Taur et al. used higher doping concentrations in the n-drift region of LDMOS to push the triggering of the Kirk effect to higher current levels to improve the BVon [12]. However, increasing the total doping concentration in the n-drift region also degrades BVoff performance [15]. Therefore, selectively reducing the surface electric field implantation was proposed to improve the BVon; however, the BVoff will also be degraded if the Resurf ion implantation is not well-controlled [16]. The TCAD simulation analysis shows that the BVon is affected by not only the Kirk effect or the parasitic BJT characteristics, but also by the impact ionization weak point at the drift region of the device such as the field oxide corner or the surface near the drain side. As a result, it enables optimization of the impact ionization in the STI corner by adjusting the Ld, and at the drain side by Resurf ion implantation doping and dimensions, thus achieving the optimized BVon while reducing the impact on the device Vth, BVoff, and RON,sp.

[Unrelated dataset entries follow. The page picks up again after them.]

//! Steady-state load engine.
//!
//! Holds exactly K requests in flight for a fixed wall-clock window. K owned
//! semaphore permits gate submission: the loop acquires a permit, spawns one
//! task that runs the action and releases the permit when it resolves. The
//! permit count is fixed for the call; varying K across calls is the
//! prober's job, not the engine's.
//!
//! The engine is generic over the action that issues one request, so any
//! client (or a synthetic stand-in under test) can sit behind it.

use std::marker::PhantomData;
use std::sync::{Arc, Mutex};
use std::time::{Duration, Instant};

use tokio::sync::{Semaphore, watch};

use crate::client::Outcome;

/// Raw product of holding one concurrency level.
#[derive(Debug)]
pub struct LevelRun {
    pub outcomes: Vec<Outcome>,
    /// Actual wall clock spent, including the drain of in-flight requests.
    pub elapsed: Duration,
}

/// Resolves once `rx` observes `true`. A dropped sender can never cancel
/// anything, so that case parks forever instead of resolving.
async fn cancelled(mut rx: watch::Receiver<bool>) {
    if rx.wait_for(|c| *c).await.is_err() {
        std::future::pending::<()>().await;
    }
}

pub struct SteadyStateEngine<F, Fut>
where
    F: Fn() -> Fut + Send + Sync + Clone + 'static,
    Fut: Future<Output = Outcome> + Send + 'static,
{
    action: F,
    _marker: PhantomData<fn() -> Fut>,
}

impl<F, Fut> SteadyStateEngine<F, Fut>
where
    F: Fn() -> Fut + Send + Sync + Clone + 'static,
    Fut: Future<Output = Outcome> + Send + 'static,
{
    pub fn new(action: F) -> Self {
        Self {
            action,
            _marker: PhantomData,
        }
    }

    /// Drive the action at exactly `concurrency` in flight until `duration`
    /// elapses or `cancel` flips, then wait out the stragglers.
    ///
    /// Failures inside spawned requests are captured as outcomes and never
    /// propagate; the engine itself cannot fail.
    pub async fn run_level(
        &self,
        concurrency: usize,
        duration: Duration,
        cancel: watch::Receiver<bool>,
    ) -> LevelRun {
        let permits = Arc::new(Semaphore::new(concurrency));
        let sink: Arc<Mutex<Vec<Outcome>>> = Arc::new(Mutex::new(Vec::new()));
        let started = Instant::now();
        let deadline = started + duration;
        let sleep_deadline = tokio::time::Instant::from_std(deadline);
        let submit_cancelled = cancelled(cancel.clone());
        tokio::pin!(submit_cancelled);

        loop {
            let permit = tokio::select! {
                permit = Arc::clone(&permits).acquire_owned() => {
                    permit.expect("load semaphore closed")
                }
                _ = &mut submit_cancelled => break,
                _ = tokio::time::sleep_until(sleep_deadline) => break,
            };
            if Instant::now() >= deadline {
                break;
            }
            let action = self.action.clone();
            let sink = Arc::clone(&sink);
            let task_cancel = cancel.clone();
            tokio::spawn(async move {
                let outcome = tokio::select! {
                    outcome = action() => outcome,
                    _ = cancelled(task_cancel) => Outcome::Cancelled,
                };
                sink.lock().expect("outcome sink lock").push(outcome);
                drop(permit);
            });
        }

        // All K permits back means nothing is still in flight.
        let _drained = permits
            .acquire_many(concurrency as u32)
            .await
            .expect("load semaphore closed");
        let elapsed = started.elapsed();
        let outcomes = std::mem::take(&mut *sink.lock().expect("outcome sink lock"));
        LevelRun { outcomes, elapsed }
    }
}
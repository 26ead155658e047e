use sea_orm::entity::prelude::*;

/// A purchased line. Display fields are a snapshot taken at checkout and
/// rows are never updated afterwards.
#[derive(Clone, Debug, PartialEq, DeriveEntityModel)]
#[sea_orm(table_name = "orders")]
pub struct Model {
    #[sea_orm(primary_key)]
    pub id: i32,
    pub user_id: String,
    pub product_id: i32,
    pub title: String,
    #[sea_orm(column_type = "Decimal(Some((10, 2)))")]
    pub price: Decimal,
    pub category: String,
    pub image_url: Option<String>,
    pub product_url: Option<String>,
    pub quantity: i32,
    #[sea_orm(column_type = "Decimal(Some((10, 2)))")]
    pub total_price: Decimal,
    pub payment_reference: Option<String>,
    pub created_at: DateTimeWithTimeZone,
    pub updated_at: DateTimeWithTimeZone,
}

#[derive(Copy, Clone, Debug, EnumIter, DeriveRelation)]
pub enum Relation {
    #[sea_orm(
        belongs_to = "super::users::Entity",
        from = "Column::UserId",
        to = "super::users::Column::Id"
    )]
    Users,
    #[sea_orm(
        belongs_to = "super::products::Entity",
        from = "Column::ProductId",
        to = "super::products::Column::Id"
    )]
    Products,
}

impl Related<super::users::Entity> for Entity {
    fn to() -> RelationDef {
        Relation::Users.def()
    }
}

impl Related<super::products::Entity> for Entity {
    fn to() -> RelationDef {
        Relation::Products.def()
    }
}

impl ActiveModelBehavior for ActiveModel {}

In this work, a novel LDMOS structure with reduced surface field implantation in the n-drift region and an optimized drift region length is proposed that can effectively improve the BVon performance of the device. TCAD simulation results demonstrated that the current LDMOS device can exhibit a significantly superior tradeoff between BVon, BVoff and RON,sp than that of the conventional one.
2. Materials and Methods
Figure 1a,b shows the cross-sectional schematic diagrams of the conventional LDMOS and our proposed one, respectively. For the conventional structure, the effective lengths of the channel region Lch and the Ld are 1 and 9 μm, respectively. Meanwhile, the length of the field oxide is 1.2 μm, and the thicknesses of the gate oxide and shallow trench isolation (STI) are 12 nm and 0.4 μm, respectively. For the proposed structure, the Lch and Ld are the same as the conventional structure; the differences lie in the Resurf ion implantation in the n-drift region and the critical dimensions of the Ld and Ls design. The threshold voltage (Vth) of both LDMOS devices is 1 V.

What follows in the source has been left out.